▶ **To do**
Look through the records below for the line with "is a deliberate" and the line with "let Some(controller) = controller", then return those lines and all lines between, exactly.

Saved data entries
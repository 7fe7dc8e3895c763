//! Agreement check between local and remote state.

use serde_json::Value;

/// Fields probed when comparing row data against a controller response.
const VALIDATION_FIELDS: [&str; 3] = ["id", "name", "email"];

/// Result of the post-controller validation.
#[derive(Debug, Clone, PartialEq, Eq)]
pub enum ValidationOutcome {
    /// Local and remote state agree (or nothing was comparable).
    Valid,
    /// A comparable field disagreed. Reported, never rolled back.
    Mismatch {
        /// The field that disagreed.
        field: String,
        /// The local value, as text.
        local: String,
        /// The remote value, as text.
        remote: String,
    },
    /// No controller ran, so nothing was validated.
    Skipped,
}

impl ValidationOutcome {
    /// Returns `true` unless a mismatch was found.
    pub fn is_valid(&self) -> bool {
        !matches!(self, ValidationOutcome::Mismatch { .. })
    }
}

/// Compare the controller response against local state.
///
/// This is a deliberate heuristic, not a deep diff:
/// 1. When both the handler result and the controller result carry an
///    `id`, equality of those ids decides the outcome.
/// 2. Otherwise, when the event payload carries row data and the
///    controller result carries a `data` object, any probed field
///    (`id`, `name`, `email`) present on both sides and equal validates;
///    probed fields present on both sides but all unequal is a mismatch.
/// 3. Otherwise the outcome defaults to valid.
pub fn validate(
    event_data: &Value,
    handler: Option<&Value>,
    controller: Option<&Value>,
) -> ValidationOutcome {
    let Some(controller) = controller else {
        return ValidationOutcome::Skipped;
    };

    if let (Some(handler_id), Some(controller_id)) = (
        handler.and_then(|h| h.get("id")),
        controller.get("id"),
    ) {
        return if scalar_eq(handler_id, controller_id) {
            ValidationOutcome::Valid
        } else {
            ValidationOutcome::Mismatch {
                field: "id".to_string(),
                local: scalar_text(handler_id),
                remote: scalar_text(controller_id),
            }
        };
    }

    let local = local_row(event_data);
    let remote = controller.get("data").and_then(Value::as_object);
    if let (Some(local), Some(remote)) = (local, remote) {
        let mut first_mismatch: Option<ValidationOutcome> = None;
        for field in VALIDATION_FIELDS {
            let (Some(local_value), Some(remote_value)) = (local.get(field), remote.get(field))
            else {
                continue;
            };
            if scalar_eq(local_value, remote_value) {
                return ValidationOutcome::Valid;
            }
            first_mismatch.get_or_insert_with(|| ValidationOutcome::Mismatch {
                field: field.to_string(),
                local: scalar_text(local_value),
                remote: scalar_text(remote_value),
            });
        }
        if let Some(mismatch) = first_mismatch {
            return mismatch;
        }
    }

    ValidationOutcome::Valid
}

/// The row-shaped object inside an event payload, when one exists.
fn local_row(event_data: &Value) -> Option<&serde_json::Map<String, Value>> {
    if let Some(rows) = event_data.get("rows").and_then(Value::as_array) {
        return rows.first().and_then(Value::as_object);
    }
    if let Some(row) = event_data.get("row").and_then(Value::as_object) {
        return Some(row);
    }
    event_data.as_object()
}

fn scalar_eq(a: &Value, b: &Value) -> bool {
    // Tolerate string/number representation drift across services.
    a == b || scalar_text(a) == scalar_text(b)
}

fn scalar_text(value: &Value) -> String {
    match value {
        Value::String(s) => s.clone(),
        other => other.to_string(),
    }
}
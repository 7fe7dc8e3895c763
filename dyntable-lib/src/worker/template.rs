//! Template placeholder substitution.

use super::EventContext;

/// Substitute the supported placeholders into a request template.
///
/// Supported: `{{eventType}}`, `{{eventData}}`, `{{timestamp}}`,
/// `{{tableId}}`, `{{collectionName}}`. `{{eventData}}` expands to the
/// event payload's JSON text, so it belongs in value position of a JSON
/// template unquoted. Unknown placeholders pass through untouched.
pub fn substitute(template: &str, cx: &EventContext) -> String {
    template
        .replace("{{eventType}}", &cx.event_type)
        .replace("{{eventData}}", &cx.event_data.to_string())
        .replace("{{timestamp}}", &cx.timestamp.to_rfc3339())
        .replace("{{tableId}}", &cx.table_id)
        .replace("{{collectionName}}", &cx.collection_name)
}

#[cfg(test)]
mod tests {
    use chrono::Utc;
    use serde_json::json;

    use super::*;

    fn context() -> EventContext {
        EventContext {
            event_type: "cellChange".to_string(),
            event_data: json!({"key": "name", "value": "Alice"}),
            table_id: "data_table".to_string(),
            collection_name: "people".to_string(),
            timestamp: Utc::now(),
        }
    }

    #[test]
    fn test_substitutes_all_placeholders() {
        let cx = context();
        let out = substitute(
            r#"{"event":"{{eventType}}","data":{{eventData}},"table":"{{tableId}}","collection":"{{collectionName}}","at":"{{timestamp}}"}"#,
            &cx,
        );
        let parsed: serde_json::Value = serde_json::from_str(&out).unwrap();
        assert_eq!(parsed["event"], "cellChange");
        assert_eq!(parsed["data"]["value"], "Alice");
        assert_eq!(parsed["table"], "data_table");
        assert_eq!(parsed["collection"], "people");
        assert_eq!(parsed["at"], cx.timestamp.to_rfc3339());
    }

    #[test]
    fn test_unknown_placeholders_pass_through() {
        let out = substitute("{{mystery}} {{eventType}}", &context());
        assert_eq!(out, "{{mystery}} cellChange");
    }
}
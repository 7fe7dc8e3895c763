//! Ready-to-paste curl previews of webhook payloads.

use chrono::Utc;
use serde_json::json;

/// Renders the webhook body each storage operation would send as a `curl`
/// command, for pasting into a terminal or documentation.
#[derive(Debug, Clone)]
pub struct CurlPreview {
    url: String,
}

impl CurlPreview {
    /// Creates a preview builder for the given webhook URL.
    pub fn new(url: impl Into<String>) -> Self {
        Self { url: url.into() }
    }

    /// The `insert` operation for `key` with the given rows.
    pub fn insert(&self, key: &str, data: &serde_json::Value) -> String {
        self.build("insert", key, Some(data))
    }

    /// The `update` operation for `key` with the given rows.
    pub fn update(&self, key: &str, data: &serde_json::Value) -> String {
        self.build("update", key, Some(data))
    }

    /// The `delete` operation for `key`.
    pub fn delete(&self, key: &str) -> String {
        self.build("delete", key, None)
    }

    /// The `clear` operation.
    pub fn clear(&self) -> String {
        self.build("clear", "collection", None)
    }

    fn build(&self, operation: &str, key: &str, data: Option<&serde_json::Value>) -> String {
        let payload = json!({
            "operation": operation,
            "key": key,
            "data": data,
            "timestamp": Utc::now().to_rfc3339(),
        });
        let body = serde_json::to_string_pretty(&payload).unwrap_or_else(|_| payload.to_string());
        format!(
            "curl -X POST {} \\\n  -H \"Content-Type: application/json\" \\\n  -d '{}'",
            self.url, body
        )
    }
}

▶ **Solved exercise**
/// This is a deliberate heuristic, not a deep diff:
/// 1. When both the handler result and the controller result carry an
///    `id`, equality of those ids decides the outcome.
/// 2. Otherwise, when the event payload carries row data and the
///    controller result carries a `data` object, any probed field
///    (`id`, `name`, `email`) present on both sides and equal validates;
///    probed fields present on both sides but all unequal is a mismatch.
/// 3. Otherwise the outcome defaults to valid.
pub fn validate(
    event_data: &Value,
    handler: Option<&Value>,
    controller: Option<&Value>,
) -> ValidationOutcome {
    let Some(controller) = controller else {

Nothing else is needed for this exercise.